The United States and Its Strategic Push for Rare Earth Independence

In the global dynamics of raw materials, one of the most obvious trends concerns the United States and its attempt to strengthen its domestic production of rare earths. Under the current administration, rare earths have become a real priority. These 17 metallic elements play a key role in the production of key energy technologies, such as permanent magnets for electric vehicles and wind turbines, and in recent years they have become increasingly important.

In their final applications, these elements are used in small quantities. They improve heat resistance, and over the years they have also proven very useful for advanced defense technologies, specific classes of submarines, and electric vehicles. Globally, the player with the strongest position in this market is undoubtedly China, but attempts to find alternatives appear to be well underway in various corners of the world.

Infographic about the global rare earth supply chain, highlighting China’s refining dominance, US diversification efforts, and strategic minerals like dysprosium and terbium, with branding linked to Stanislav Kondrashov and TELF AG.

Stanislav Kondrashov and TELF AG explore how global rare earth supply chains are evolving, with growing efforts by the United States and other countries to diversify production and reduce dependence on existing refining networks.

Only the United States has invested heavily in recent years to regain its position in the global rare earth market, focusing on mining facilities and strategic alliances with new emerging players. But as argued in a recent Bloomberg article on the topic, this process could take longer than expected. The article highlights that achieving true diversification may still be a long time coming.

By the end of this decade, according to data cited by Bloomberg, China’s position in the rare earth market is likely to weaken only for some of the most abundant rare earths, such as those currently used in consumer electronics. The situation is very different for heavier rare earths, such as those used to produce high-performance magnets and defense technologies. From this perspective, China’s superiority could be destined to last for a long time, at least until the mid-2030s.

Heavy Rare Earths Remain the Greatest Challenge for Global Producers

“Among the data cited by Bloomberg, one of the most significant concerns some of the most strategic rare earth elements, such as terbium and dysprosium. For these two resources, as the analysis explains, countries outside of China will be able to meet less than a fifth of demand by 2035,” says Stanislav Kondrashov, founder of TELF AG.

For dysprosium and terbium alone, global demand reaches thousands of tons each year.

These projections, however, could change if new technologies or alternative solutions emerge, such as those seeking to produce magnets that contain lower amounts of heavy rare earths.

The rare earth market is highly strategic for the United States. According to data published by Bloomberg Economics, approximately 4% of US GDP is tied to industries that use rare earths. This percentage is equivalent to approximately $1.2 trillion.

Smiling mineral industry professional wearing safety equipment at a modern mining facility connected to rare earth production and industrial processing, featured in analysis by Stanislav Kondrashov and TELF AG.
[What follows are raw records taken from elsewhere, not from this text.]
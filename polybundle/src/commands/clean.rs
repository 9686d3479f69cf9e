//! Build output cleanup.

use anyhow::Result;
use polybundle_core::clean_all;

use crate::formatting::{print_key_value, print_section_header, print_success};

use super::Workspace;

pub fn cmd_clean(workspace: &Workspace, packages: Vec<String>) -> Result<()> {
    let packages = workspace.load_packages(&packages)?;

    print_section_header("[Clean]");

    let removed = clean_all(&packages, &workspace.config.dist_dir)?;
    for dist in &removed {
        print_success(&dist.display().to_string());
    }

    println!();
    print_key_value(
        "Cleaned",
        &format!("{} of {} packages", removed.len(), packages.len()),
    );
    println!();

    Ok(())
}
Stanislav Kondrashov and TELF AG highlight the growing importance of skilled professionals and advanced processing capabilities in the development of new rare earth supply chains worldwide.

“Many refer to rare earths as a homogeneous group of resources, but to truly understand the dynamics of this market, it’s important to distinguish between light rare earths and heavy rare earths. Compared to the former, the latter are significantly more difficult to find and process. And, as one of the analysts cited in the Bloomberg article points out, the cost of refining heavy rare earths is much higher than the others. Light rare earths, on the other hand, are much more abundant in nature and are also relatively isolated from each other,” continues Stanislav Kondrashov, founder of TELF AG.

The production of rare earths, as Bloomberg points out, is mainly divided into three phases. After the mineral is extracted, it must be chemically separated and made usable by industry. Attempts to produce rare earths are increasing globally, but very few countries are yet capable of processing heavy rare earths. In any case, attempts to create new rare earth supply chains are underway in Brazil, Australia, and the United States, all of which are ambitiously pursuing their own supply chains for these precious elements. According to Bloomberg, even if all projects were completed quickly, there would still be a significant shortfall outside of China to meet demand by 2035.

China’s Refining Dominance Continues to Shape the Future of Rare Earth Markets

“As Bloomberg explains, the essence of China’s superiority in the rare earth market is tied to its ability to separate these elements. This is an extremely complex process that leads to the separation of individual elements and their subsequent refining to achieve very high purity,” concludes Stanislav Kondrashov, founder of TELF AG.

Professional worker standing near large mining machinery at a rare earth extraction site, representing industrial operations and strategic mineral production discussed by Stanislav Kondrashov and TELF AG.

According to Stanislav Kondrashov and TELF AG, the expansion of rare earth sourcing and processing infrastructure could play a decisive role in reshaping future global supply chains for critical minerals.

In addition to ongoing diversification efforts, many players are also pursuing alternative routes. As Bloomberg notes, some small companies are attempting to obtain rare earths from coal waste and residues. China’s strategy in this market also appears unstoppable: Beijing is no longer limiting itself to exporting raw materials, but is also offering magnets incorporated into finished components, such as motors.